The research centre is a complex, intractable, problem-solving organism. And it's really about how do we enable an environmentally, socially, and economically sustainable care and support system for older Australians.

Some of the things we've been focused on is looking at, say, workforce issues. Having enough workers in aged care, and workers with the right skills, is really important. The government have been instituting mandatory staffing requirements. So some of the work we've been doing is tracking how aged care homes across Australia actually meet those requirements or not. If there are workforce shortages, how are homes trying to meet those targets?

And we've also been tracking the uptick in the use of external contractors or agency staff within aged care homes, which is probably concerning because we know that's just a temporary solution. So that's just one of the projects we've been working on within the workforce elements within the Centre.

We're currently going through a once-in-a-generation transformation of the aged care sector.
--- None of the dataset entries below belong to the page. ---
//! hostgather - discover exposed hosts through search-engine indexes and scan them
//!
//! Discovery backends query remote indexes and funnel every address they find
//! through a single [`HostSink`]. The scanner side wraps an external nmap
//! binary and normalizes its XML into a [`ScanReport`].

pub mod config;
pub mod discovery;
pub mod error;
pub mod scanner;
pub mod sink;
pub mod utils;

// Re-export commonly used types
pub use config::{GatherConfig, SaveMode};
pub use discovery::{Backend, BackendKind, DiscoveryBackend, DiscoveryEngine, Query};
pub use error::GatherError;
pub use scanner::{NmapEngine, ScanReport, ScanTarget};
pub use sink::{HostSet, HostSink, HostStore, PersistOutcome};

pub type Result<T> = std::result::Result<T, GatherError>;
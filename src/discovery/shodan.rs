//! Shodan backend - one GET with key and query in the query string

use super::{Credentials, DiscoveryBackend, Query};
use crate::sink::HostSet;
use crate::GatherError;
use serde::Deserialize;
use std::time::Duration;

const NAME: &str = "shodan";

#[derive(Debug, Deserialize)]
struct SearchResponse {
    #[serde(default)]
    matches: Vec<SearchMatch>,
}

#[derive(Debug, Deserialize)]
struct SearchMatch {
    ip_str: String,
}

pub struct ShodanBackend {
    url: String,
    token: String,
    timeout: Duration,
}

impl ShodanBackend {
    pub fn new(url: &str, credentials: Credentials, timeout: Duration) -> crate::Result<Self> {
        match credentials {
            Credentials::Token(token) => Ok(Self {
                url: url.to_string(),
                token,
                timeout,
            }),
            other => Err(GatherError::Config(format!(
                "shodan needs a single API token, got {:?}",
                other
            ))),
        }
    }

    async fn fetch(&self, client: &reqwest::Client, query: &str) -> reqwest::Result<HostSet> {
        let response: SearchResponse = client
            .get(&self.url)
            .query(&[("key", self.token.as_str()), ("query", query)])
            .send()
            .await?
            .error_for_status()?
            .json()
            .await?;

        Ok(response.matches.into_iter().map(|m| m.ip_str).collect())
    }
}

#[async_trait::async_trait]
impl DiscoveryBackend for ShodanBackend {
    async fn search(&self, query: &Query) -> crate::Result<HostSet> {
        let client = query.client(NAME, self.timeout)?;
        self.fetch(&client, &query.text)
            .await
            .map_err(|e| GatherError::discovery(NAME, &query.text, e))
    }

    fn name(&self) -> &'static str {
        NAME
    }
}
So what we're left with after the next maybe two or three years is what we will have for the following two or three decades at least. And so the work we're currently doing is incredibly important.
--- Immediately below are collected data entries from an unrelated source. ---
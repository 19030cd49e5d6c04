//! Host discovery through remote search-engine indexes
//!
//! Each backend turns a query string into a deduplicated [`HostSet`]. They all
//! share one contract: a backend either returns the complete set or fails with
//! [`GatherError::DiscoveryConnection`], and only a complete set ever reaches
//! the [`HostSink`].

pub mod censys;
pub mod credentials;
pub mod engine;
pub mod honeyscore;
pub mod request;
pub mod shodan;
pub mod zoomeye;

use crate::config::{GatherConfig, SaveMode};
use crate::sink::{HostSet, HostSink, PersistOutcome};
use crate::GatherError;
use log::info;
use std::fmt;
use std::str::FromStr;
use std::time::Duration;
use tokio::sync::Mutex;

pub use censys::CensysBackend;
pub use credentials::Credentials;
pub use engine::{BackendOutcome, DiscoveryEngine};
pub use honeyscore::HoneyscoreClient;
pub use request::RequestConfig;
pub use shodan::ShodanBackend;
pub use zoomeye::ZoomEyeBackend;

/// A search string plus the request settings it is sent with
#[derive(Debug, Clone)]
pub struct Query {
    pub text: String,
    pub request: RequestConfig,
}

impl Query {
    pub fn new(text: impl Into<String>) -> Self {
        Self {
            text: text.into(),
            request: RequestConfig::default(),
        }
    }

    pub fn with_request(mut self, request: RequestConfig) -> Self {
        self.request = request;
        self
    }

    /// HTTP client honoring this query's proxy and identity
    pub(crate) fn client(
        &self,
        backend: &'static str,
        timeout: Duration,
    ) -> crate::Result<reqwest::Client> {
        self.request
            .client(timeout)
            .map_err(|e| GatherError::discovery(backend, &self.text, e))
    }
}

/// Discovery backend trait
#[async_trait::async_trait]
pub trait DiscoveryBackend: Send + Sync {
    /// Run the query and collect every address the service reports
    async fn search(&self, query: &Query) -> crate::Result<HostSet>;

    fn name(&self) -> &'static str;

    /// Search, then hand the complete set to the sink
    async fn run(
        &self,
        query: &Query,
        sink: &Mutex<HostSink>,
        mode: Option<SaveMode>,
    ) -> crate::Result<PersistOutcome> {
        info!("searching {} with given query '{}'", self.name(), query.text);
        let hosts = self.search(query).await?;
        info!("{} returned {} hosts", self.name(), hosts.len());

        let sink = sink.lock().await;
        sink.persist(&hosts, mode)
    }
}

/// Backend selection tag
#[derive(Debug, Clone, Copy, PartialEq, Eq, Hash)]
pub enum BackendKind {
    Censys,
    Shodan,
    ZoomEye,
}

impl BackendKind {
    pub fn all() -> [BackendKind; 3] {
        [BackendKind::Censys, BackendKind::Shodan, BackendKind::ZoomEye]
    }

    pub fn as_str(&self) -> &'static str {
        match self {
            BackendKind::Censys => "censys",
            BackendKind::Shodan => "shodan",
            BackendKind::ZoomEye => "zoomeye",
        }
    }
}

impl fmt::Display for BackendKind {
    fn fmt(&self, f: &mut fmt::Formatter<'_>) -> fmt::Result {
        f.write_str(self.as_str())
    }
}

impl FromStr for BackendKind {
    type Err = GatherError;

    fn from_str(s: &str) -> Result<Self, Self::Err> {
        match s.to_lowercase().as_str() {
            "censys" => Ok(BackendKind::Censys),
            "shodan" => Ok(BackendKind::Shodan),
            "zoomeye" => Ok(BackendKind::ZoomEye),
            other => Err(GatherError::Config(format!("unknown backend '{}'", other))),
        }
    }
}

/// Enum wrapper so heterogeneous backends can live in one collection
pub enum Backend {
    Censys(CensysBackend),
    Shodan(ShodanBackend),
    ZoomEye(ZoomEyeBackend),
}

impl Backend {
    /// Build the backend for `kind` from configured endpoints and tokens
    pub fn from_config(kind: BackendKind, config: &GatherConfig) -> crate::Result<Self> {
        let timeout = config.request_timeout();
        let missing = |what: &str| GatherError::Config(format!("{} token is not configured", what));

        Ok(match kind {
            BackendKind::Censys => {
                let id = config.tokens.censys_id.clone().ok_or_else(|| missing("Censys ID"))?;
                let token = config
                    .tokens
                    .censys_token
                    .clone()
                    .ok_or_else(|| missing("Censys API"))?;
                Backend::Censys(CensysBackend::new(
                    &config.api.censys_url,
                    Credentials::TokenPair { id, token },
                    timeout,
                )?)
            }
            BackendKind::Shodan => {
                let token = config.tokens.shodan.clone().ok_or_else(|| missing("Shodan API"))?;
                Backend::Shodan(ShodanBackend::new(
                    &config.api.shodan_url,
                    Credentials::Token(token),
                    timeout,
                )?)
            }
            BackendKind::ZoomEye => Backend::ZoomEye(ZoomEyeBackend::new(
                &config.api.zoomeye_login_url,
                &config.api.zoomeye_search_url,
                Credentials::ObfuscatedLogin {
                    user_file: config.zoomeye_user_file.clone(),
                    pass_file: config.zoomeye_pass_file.clone(),
                },
                timeout,
            )?),
        })
    }

    pub fn kind(&self) -> BackendKind {
        match self {
            Backend::Censys(_) => BackendKind::Censys,
            Backend::Shodan(_) => BackendKind::Shodan,
            Backend::ZoomEye(_) => BackendKind::ZoomEye,
        }
    }
}

#[async_trait::async_trait]
impl DiscoveryBackend for Backend {
    async fn search(&self, query: &Query) -> crate::Result<HostSet> {
        match self {
            Backend::Censys(backend) => backend.search(query).await,
            Backend::Shodan(backend) => backend.search(query).await,
            Backend::ZoomEye(backend) => backend.search(query).await,
        }
    }

    fn name(&self) -> &'static str {
        match self {
            Backend::Censys(backend) => backend.name(),
            Backend::Shodan(backend) => backend.name(),
            Backend::ZoomEye(backend) => backend.name(),
        }
    }
}

#[cfg(test)]
mod tests {
    use super::*;

    #[test]
    fn test_backend_kind_round_trip() {
        for kind in BackendKind::all() {
            assert_eq!(kind.as_str().parse::<BackendKind>().unwrap(), kind);
        }
        assert_eq!("ZoomEye".parse::<BackendKind>().unwrap(), BackendKind::ZoomEye);
        assert!("bing".parse::<BackendKind>().is_err());
    }

    #[test]
    fn test_from_config_requires_tokens() {
        let config = GatherConfig::default();
        assert!(matches!(
            Backend::from_config(BackendKind::Shodan, &config),
            Err(GatherError::Config(_))
        ));
        assert!(matches!(
            Backend::from_config(BackendKind::Censys, &config),
            Err(GatherError::Config(_))
        ));
        // the session backend reads its credentials lazily
        let backend = Backend::from_config(BackendKind::ZoomEye, &config).unwrap();
        assert_eq!(backend.kind(), BackendKind::ZoomEye);
        assert_eq!(backend.name(), "zoomeye");
    }

    #[test]
    fn test_from_config_with_tokens() {
        let mut config = GatherConfig::default();
        config.tokens.shodan = Some("k".into());
        config.tokens.censys_id = Some("id".into());
        config.tokens.censys_token = Some("secret".into());

        assert_eq!(
            Backend::from_config(BackendKind::Shodan, &config).unwrap().kind(),
            BackendKind::Shodan
        );
        assert_eq!(
            Backend::from_config(BackendKind::Censys, &config).unwrap().name(),
            "censys"
        );
    }
}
If aged care is mainly funded right now by Australian taxpayers, and as David said, it's going to grow, then this is an issue that's actually really important for all generations, both the people who are going to be using those services and the people who are going to be paying for those services for the next several decades.

This is something that we can have a material impact on and make a significant contribution to the lives of millions of people.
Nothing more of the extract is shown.